Sunday, August 19, 2018

A Year in Review


     The day I first started writing this post, I was climbing all over a research boat with children who were mentally overstimulated by all of the sights and sounds it contained, and I did not feel anything but frustration and exhaustion. It felt like asking them to focus on the tour guide and follow the rules in this environment was asking too much of them, but I needed to try because they do need to learn to follow directions, even if that means learning it differently and at their own pace. In that moment, I felt defeated. I came home and tried to begin writing an inspiring tribute to my first year of this mission experience, and I could not do it. So, I went to sleep and tried again later. 
      Today, I have lived in Nome for one year, and I've gotten pretty good at the skill of trying again later, over and over again. 
     I work with many children who live with a challenge I hardly ever heard of before I moved here, and it is a daily learning experience for me. I feel grossly under-qualified most of the time, but I find hope in the fact that they seem to accept me anyway. The truth is that most of the time I have no idea what I'm doing. I'm just cooking and washing dishes and doing crafts and playing one more game of UNO, acknowledging the many forms of trauma that surround us and trying every day not to be defeated by them.  
     At US-2 training, they tell you there will be hard times, but at that point everyone' is talking about God all the time, and you all sing some fun songs together and they give you a fancy anchor cross, and you do not care about the hard times yet. At the start, the hard times sound like just another adventure. And yes, living here in Nome is an adventure. But the hard times come with an intensity I have never experienced before. One of my biggest challenges writing about my experiences this past year has been describing the hardest times while respecting the privacy of children. To put it in perspective, this is the third job I have had where I have been a mandated reporter. At the first two jobs, I never observed anything concerning enough to be reported. At my current job, I stopped counting after the third incident. 
     I am trying to come to terms with the fact that two years is actually a very short amount of time to make an impact on the life of a child. I am also having to accept that the few hours a day I spend with these children are competing with the rest of their day, which may not be spent in a positive, healthy environment. I was recently told that I'm working with some children who are re-traumatized every weekend, and that gave words to a feeling I've been struggling with for months. 
     While there is really nothing easy about working with so many children who come from backgrounds of trauma, the amount of fun I have had this year is unreal. Between all the tantrums and tears and bickering, I have had the privilege of spending time with some of the funniest, most creative children I have ever met. I've gotten pretty good at maintaining a rational detachment to keep myself from getting too weighed down by all of the challenges these children carry with them, but sometimes when they're all sitting down to dinner and talking to each other, the thought crosses my mind that it feels like a family. 
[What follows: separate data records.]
//! Remedial actions — the action ledger's unit of record.
//!
//! Actions belong to exactly one version. Unresolved actions are carried
//! forward into the next draft as new rows linked by `origin_action_id`;
//! the lineage is walked via repeated id lookups, never object pointers.

use chrono::{DateTime, Utc};
use serde::{Deserialize, Serialize};
use uuid::Uuid;

// ─── Status ──────────────────────────────────────────────────────────────────

#[derive(Debug, Clone, Copy, PartialEq, Eq, Serialize, Deserialize)]
#[serde(rename_all = "snake_case")]
pub enum ActionStatus {
  Open,
  InProgress,
  Closed,
  Deferred,
  NotApplicable,
  Superseded,
}

impl ActionStatus {
  /// Unresolved statuses are eligible for carry-forward into the next
  /// version.
  pub fn is_unresolved(self) -> bool {
    matches!(self, Self::Open | Self::InProgress | Self::Deferred)
  }

  /// Terminal statuses are excluded from the outstanding count.
  pub fn is_terminal(self) -> bool { !self.is_unresolved() }
}

// ─── Action ──────────────────────────────────────────────────────────────────

/// A remedial item tied to one document version.
#[derive(Debug, Clone, PartialEq, Eq, Serialize, Deserialize)]
pub struct Action {
  pub id:                Uuid,
  pub version_id:        Uuid,
  /// The first version this action (or any ancestor) appeared in; stable
  /// across the whole lineage.
  pub source_version_id: Uuid,
  /// The action this one was carried forward from, if any.
  pub origin_action_id:  Option<Uuid>,
  /// Permanent, e.g. `R-07`; sequential within the chain, never reused, and
  /// identical across all carried-forward descendants.
  pub reference_number:  String,

  pub title:             String,
  pub description:       Option<String>,
  pub status:            ActionStatus,

  pub created_at:        DateTime<Utc>,
  pub created_by:        Uuid,
  pub closed_at:         Option<DateTime<Utc>>,
  pub closed_by:         Option<Uuid>,
  pub closure_note:      Option<String>,
  pub reopened_at:       Option<DateTime<Utc>>,
  pub reopened_by:       Option<Uuid>,
  pub reopen_note:       Option<String>,

  // Soft delete; deleted actions are excluded from active views but
  // retained for audit.
  pub deleted_at:        Option<DateTime<Utc>>,
  pub deleted_by:        Option<Uuid>,
}

impl Action {
  pub fn is_deleted(&self) -> bool { self.deleted_at.is_some() }
}

// ─── NewAction ───────────────────────────────────────────────────────────────

/// Input to [`crate::store::DocumentStore::add_action`].
/// The reference number is allocated by the store, never by callers.
#[derive(Debug, Clone)]
pub struct NewAction {
  pub version_id:  Uuid,
  pub title:       String,
  pub description: Option<String>,
}

impl NewAction {
  pub fn new(version_id: Uuid, title: impl Into<String>) -> Self {
    Self { version_id, title: title.into(), description: None }
  }
}
//! Handlers for the recommendation trigger table and materialised instances.
//!
//! | Method | Path | Notes |
//! |--------|------|-------|
//! | `POST` | `/triggers` | Body: [`NewTrigger`]; returns 201 |
//! | `GET`  | `/triggers` | `?active_only=true` to hide disabled rules |
//! | `PUT`  | `/triggers/:id/active` | Body: `{"active":false}` |
//! | `GET`  | `/versions/:id/recommendations` | `?include_retracted=true` for audit |

use axum::{
  Json,
  extract::{Path, Query, State},
  http::StatusCode,
  response::IntoResponse,
};
use quill_core::{
  recommendation::{NewTrigger, RecommendationInstance, RecommendationTrigger},
  store::DocumentStore,
};
use serde::Deserialize;
use uuid::Uuid;

use crate::{AppState, error::ApiError};

/// `POST /triggers` — returns 201 + the stored trigger with its normalised
/// rating value.
pub async fn create_trigger<S, R, B>(
  State(state): State<AppState<S, R, B>>,
  Json(body): Json<NewTrigger>,
) -> Result<impl IntoResponse, ApiError>
where
  S: DocumentStore,
{
  let trigger = state
    .store
    .add_trigger(body)
    .await
    .map_err(ApiError::store)?;
  Ok((StatusCode::CREATED, Json(trigger)))
}

#[derive(Debug, Deserialize)]
pub struct TriggerListParams {
  #[serde(default)]
  pub active_only: bool,
}

/// `GET /triggers[?active_only=true]`
pub async fn list_triggers<S, R, B>(
  State(state): State<AppState<S, R, B>>,
  Query(params): Query<TriggerListParams>,
) -> Result<Json<Vec<RecommendationTrigger>>, ApiError>
where
  S: DocumentStore,
{
  let triggers = state
    .store
    .list_triggers(params.active_only)
    .await
    .map_err(ApiError::store)?;
  Ok(Json(triggers))
}

#[derive(Debug, Deserialize)]
pub struct ActiveBody {
  pub active: bool,
}

/// `PUT /triggers/:id/active`
pub async fn set_trigger_active<S, R, B>(
  State(state): State<AppState<S, R, B>>,
  Path(id): Path<Uuid>,
  Json(body): Json<ActiveBody>,
) -> Result<Json<RecommendationTrigger>, ApiError>
where
  S: DocumentStore,
{
  let trigger = state
    .store
    .set_trigger_active(id, body.active)
    .await
    .map_err(ApiError::store)?;
  Ok(Json(trigger))
}

#[derive(Debug, Deserialize)]
pub struct InstanceListParams {
  #[serde(default)]
  pub include_retracted: bool,
}

/// `GET /versions/:id/recommendations[?include_retracted=true]`
pub async fn list_for_version<S, R, B>(
  State(state): State<AppState<S, R, B>>,
  Path(version_id): Path<Uuid>,
  Query(params): Query<InstanceListParams>,
) -> Result<Json<Vec<RecommendationInstance>>, ApiError>
where
  S: DocumentStore,
{
  let instances = state
    .store
    .list_recommendations(version_id, params.include_retracted)
    .await
    .map_err(ApiError::store)?;
  Ok(Json(instances))
}
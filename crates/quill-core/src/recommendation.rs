//! The recommendation rule engine.
//!
//! Rating saves are matched against a trigger table and materialised as
//! recommendation instances. The matching itself is a pure function over
//! `(old rating, new rating, triggers)` so it can be unit-tested without a
//! datastore; the store applies the resulting plan in one transaction.

use chrono::{DateTime, Utc};
use serde::{Deserialize, Serialize};
use sha2::{Digest, Sha256};
use uuid::Uuid;

// ─── Trigger ─────────────────────────────────────────────────────────────────

/// A rule: `(section, field, rating) → template`, with priority ordering.
/// The tuple `(section_key, field_key, rating_value, template_id)` is unique;
/// several templates may fire for the same rating.
#[derive(Debug, Clone, Serialize, Deserialize)]
pub struct RecommendationTrigger {
  pub id:           Uuid,
  pub section_key:  String,
  pub field_key:    String,
  /// Stored lower-cased; matching is case-insensitive.
  pub rating_value: String,
  pub template_id:  Uuid,
  pub priority:     i32,
  pub is_active:    bool,
}

impl RecommendationTrigger {
  pub fn matches(&self, section_key: &str, field_key: &str, rating: &str) -> bool {
    self.is_active
      && self.section_key == section_key
      && self.field_key == field_key
      && self.rating_value == normalize_rating(rating)
  }
}

/// Input to [`crate::store::DocumentStore::add_trigger`].
#[derive(Debug, Clone, Deserialize)]
pub struct NewTrigger {
  pub section_key:  String,
  pub field_key:    String,
  pub rating_value: String,
  pub template_id:  Uuid,
  pub priority:     i32,
}

// ─── Instance ────────────────────────────────────────────────────────────────

/// A materialised recommendation attached to a document version.
///
/// `trigger_key` is the idempotency key: re-saving the same rating upserts
/// against it instead of duplicating. When a rating later improves, matching
/// instances are soft-retracted (`include_in_report = false`), never deleted.
#[derive(Debug, Clone, Serialize, Deserialize)]
pub struct RecommendationInstance {
  pub id:                Uuid,
  pub version_id:        Uuid,
  pub section_key:       String,
  pub field_key:         String,
  pub rating_value:      String,
  pub template_id:       Uuid,
  pub trigger_key:       String,
  pub include_in_report: bool,
  pub created_at:        DateTime<Utc>,
}

// ─── Trigger key ─────────────────────────────────────────────────────────────

/// Lower-case a rating for storage and matching.
pub fn normalize_rating(rating: &str) -> String { rating.trim().to_lowercase() }

/// Deterministic idempotency key for auto-generated recommendations:
/// SHA-256 over `(version_id, section_key, field_key, normalised rating)`.
pub fn trigger_key(
  version_id:  Uuid,
  section_key: &str,
  field_key:   &str,
  rating:      &str,
) -> String {
  let mut hasher = Sha256::new();
  hasher.update(version_id.as_bytes());
  hasher.update([0]);
  hasher.update(section_key.as_bytes());
  hasher.update([0]);
  hasher.update(field_key.as_bytes());
  hasher.update([0]);
  hasher.update(normalize_rating(rating).as_bytes());
  hex::encode(hasher.finalize())
}

// ─── Planner ─────────────────────────────────────────────────────────────────

/// An instance the store should upsert (insert if absent, un-retract if
/// previously retracted, otherwise no-op).
#[derive(Debug, Clone, PartialEq, Eq)]
pub struct PlannedInstance {
  pub section_key:  String,
  pub field_key:    String,
  pub rating_value: String,
  pub template_id:  Uuid,
  pub trigger_key:  String,
}

/// The store operations implied by one rating save.
#[derive(Debug, Clone, Default)]
pub struct RecommendationPlan {
  pub upserts:      Vec<PlannedInstance>,
  /// Trigger keys whose instances should be soft-retracted.
  pub retract_keys: Vec<String>,
  /// How many active triggers matched the new rating (diagnostic only).
  pub matched:      usize,
}

/// Compute the plan for saving a rated field on a draft version.
///
/// A rating that matches zero triggers is not an error — the plan is simply
/// empty. Saving an identical rating twice yields the same upserts, which
/// the store's unique key turns into no-ops.
pub fn plan(
  version_id:  Uuid,
  section_key: &str,
  field_key:   &str,
  old_rating:  Option<&str>,
  new_rating:  Option<&str>,
  triggers:    &[RecommendationTrigger],
) -> RecommendationPlan {
  let mut out = RecommendationPlan::default();

  if let Some(new) = new_rating {
    let normalized = normalize_rating(new);
    let key = trigger_key(version_id, section_key, field_key, &normalized);
    for t in triggers {
      if t.matches(section_key, field_key, &normalized) {
        out.upserts.push(PlannedInstance {
          section_key:  section_key.to_owned(),
          field_key:    field_key.to_owned(),
          rating_value: normalized.clone(),
          template_id:  t.template_id,
          trigger_key:  key.clone(),
        });
      }
    }
    out.matched = out.upserts.len();
  }

  // Retract instances keyed by the previous rating when it changed. The new
  // rating's own key is upserted above, so a Poor → Good → Poor cycle
  // un-retracts rather than duplicates.
  if let Some(old) = old_rating {
    let old_norm = normalize_rating(old);
    let changed = new_rating
      .map(|n| normalize_rating(n) != old_norm)
      .unwrap_or(true);
    if changed {
      out
        .retract_keys
        .push(trigger_key(version_id, section_key, field_key, &old_norm));
    }
  }

  out
}

// ─── Outcome ─────────────────────────────────────────────────────────────────

/// What a rating save actually did, after the plan was applied.
#[derive(Debug, Clone, Serialize)]
pub struct RatingOutcome {
  pub answer:    crate::answer::Answer,
  /// Active triggers that matched the new rating.
  pub matched:   usize,
  /// Instances newly inserted or un-retracted.
  pub upserted:  usize,
  /// Instances soft-retracted because the old rating no longer applies.
  pub retracted: usize,
}

// ─── Tests ───────────────────────────────────────────────────────────────────
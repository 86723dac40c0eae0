//! Locked-artifact service for the quill issuance engine.
//!
//! Renders the immutable export at issuance time, checksums it, stages it in
//! a blob store, and commits the pointer together with the state flip in one
//! store transaction. Rendering itself is a black box behind the
//! [`Renderer`] trait.

#![allow(async_fn_in_trait)]

pub mod blob;
pub mod checksum;
pub mod error;
pub mod renderer;
pub mod service;

pub use blob::{BlobStore, FsBlobStore, MemoryBlobStore};
pub use error::{BlobError, RenderError};
pub use renderer::{ExportSnapshot, JsonSnapshotRenderer, Rendered, Renderer};
pub use service::{ArtifactDecision, Issuer, artifact_decision};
     One of the objectives of the US-2 program is to "grow in personal holiness" and I sometimes cynically joke that this job is actually making me less holy. But the truth is that while my faith has been put on the back burner for the sake of work more than I'd like to admit over this past year, living in a new place, away from everything and everyone that was familiar to me, has given me the chance to explore what my relationship with God really is when there's no one around to steer it in the right direction. And although I'm ending this first year with more questions than answers, I'm also left with the feeling that I am right where I'm supposed to be. And that is all I need to keep trying again later, every day.